//! 解析モード定義
//!
//! 6種類の解析モードと、モードごとの応答形状（パーサー/コーデックが参照するタグ）

use crate::error::{Error, Result};
use serde::{Deserialize, Serialize};
use std::fmt;
use std::str::FromStr;

/// 解析モード
#[derive(Debug, Clone, Copy, PartialEq, Eq, Hash, Serialize, Deserialize)]
#[serde(rename_all = "snake_case")]
pub enum Mode {
    Weight,
    Dimensions,
    Calories,
    PlantId,
    Translate,
    ObjectCount,
}

/// モデル応答の期待形状
#[derive(Debug, Clone, Copy, PartialEq, Eq)]
pub enum ResponseShape {
    /// `{"objects":[{"name","weight","unit"}]}`
    WeightList,
    /// `{"objects":[{"name","length","width","height","unit"}]}`
    DimensionList,
    /// `{"items":[{"name","portion","calories","protein","carbs","fat"}]}`
    CalorieList,
    /// `{"translatedText","sourceLanguage","translationNotes"}`（配列ではない）
    Translation,
    /// `{"plants":[{"commonName","scientificName","description","confidence"}]}`
    PlantList,
    /// `{"objects":[{"name","count","category"}]}`
    ObjectCountList,
}

impl ResponseShape {
    /// リスト形状の場合の配列フィールド名
    pub fn array_field(&self) -> Option<&'static str> {
        match self {
            ResponseShape::WeightList
            | ResponseShape::DimensionList
            | ResponseShape::ObjectCountList => Some("objects"),
            ResponseShape::CalorieList => Some("items"),
            ResponseShape::PlantList => Some("plants"),
            ResponseShape::Translation => None,
        }
    }
}

impl Mode {
    pub const ALL: [Mode; 6] = [
        Mode::Weight,
        Mode::Dimensions,
        Mode::Calories,
        Mode::PlantId,
        Mode::Translate,
        Mode::ObjectCount,
    ];

    /// 永続化・CLIで使う安定ID
    pub fn id(&self) -> &'static str {
        match self {
            Mode::Weight => "weight",
            Mode::Dimensions => "dimensions",
            Mode::Calories => "calories",
            Mode::PlantId => "plant_id",
            Mode::Translate => "translate",
            Mode::ObjectCount => "object_count",
        }
    }

    /// 表示名（パース失敗時のタイトルにも使う）
    pub fn label(&self) -> &'static str {
        match self {
            Mode::Weight => "Digital Scale",
            Mode::Dimensions => "Tape Measure",
            Mode::Calories => "Calorie Counter",
            Mode::PlantId => "Plant Identifier",
            Mode::Translate => "Translate",
            Mode::ObjectCount => "Object Counter",
        }
    }

    pub fn response_shape(&self) -> ResponseShape {
        match self {
            Mode::Weight => ResponseShape::WeightList,
            Mode::Dimensions => ResponseShape::DimensionList,
            Mode::Calories => ResponseShape::CalorieList,
            Mode::PlantId => ResponseShape::PlantList,
            Mode::Translate => ResponseShape::Translation,
            Mode::ObjectCount => ResponseShape::ObjectCountList,
        }
    }
}

impl fmt::Display for Mode {
    fn fmt(&self, f: &mut fmt::Formatter<'_>) -> fmt::Result {
        f.write_str(self.label())
    }
}

impl FromStr for Mode {
    type Err = Error;

    /// IDまたは表示名（大文字小文字・区切り文字は無視）から変換
    fn from_str(s: &str) -> Result<Self> {
        let key: String = s
            .chars()
            .filter(|c| c.is_ascii_alphanumeric())
            .map(|c| c.to_ascii_lowercase())
            .collect();

        Mode::ALL
            .iter()
            .copied()
            .find(|mode| {
                let id: String = mode.id().chars().filter(|c| *c != '_').collect();
                let label: String = mode
                    .label()
                    .chars()
                    .filter(|c| c.is_ascii_alphanumeric())
                    .map(|c| c.to_ascii_lowercase())
                    .collect();
                key == id || key == label
            })
            .ok_or_else(|| Error::UnknownMode(s.to_string()))
    }
}

/// 単位系（プロンプト内の単位表現を切り替える）
#[derive(Debug, Clone, Copy, PartialEq, Eq, Default, Serialize, Deserialize)]
#[serde(rename_all = "lowercase")]
pub enum UnitSystem {
    Metric,
    #[default]
    Imperial,
}

impl UnitSystem {
    pub fn weight_units(&self) -> &'static str {
        match self {
            UnitSystem::Metric => "grams (g) or kilograms (kg)",
            UnitSystem::Imperial => "ounces (oz) or pounds (lb)",
        }
    }

    pub fn length_units(&self) -> &'static str {
        match self {
            UnitSystem::Metric => "centimeters (cm)",
            UnitSystem::Imperial => "inches (in)",
        }
    }

    pub fn portion_units(&self) -> &'static str {
        match self {
            UnitSystem::Metric => "grams or milliliters",
            UnitSystem::Imperial => "ounces or cups",
        }
    }
}

impl fmt::Display for UnitSystem {
    fn fmt(&self, f: &mut fmt::Formatter<'_>) -> fmt::Result {
        match self {
            UnitSystem::Metric => f.write_str("metric"),
            UnitSystem::Imperial => f.write_str("imperial"),
        }
    }
}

Exercise objective: Take each line of the material that contains the word "CalorieList" and list it.

Task result:
    CalorieList,
            ResponseShape::CalorieList => Some("items"),
            Mode::Calories => ResponseShape::CalorieList,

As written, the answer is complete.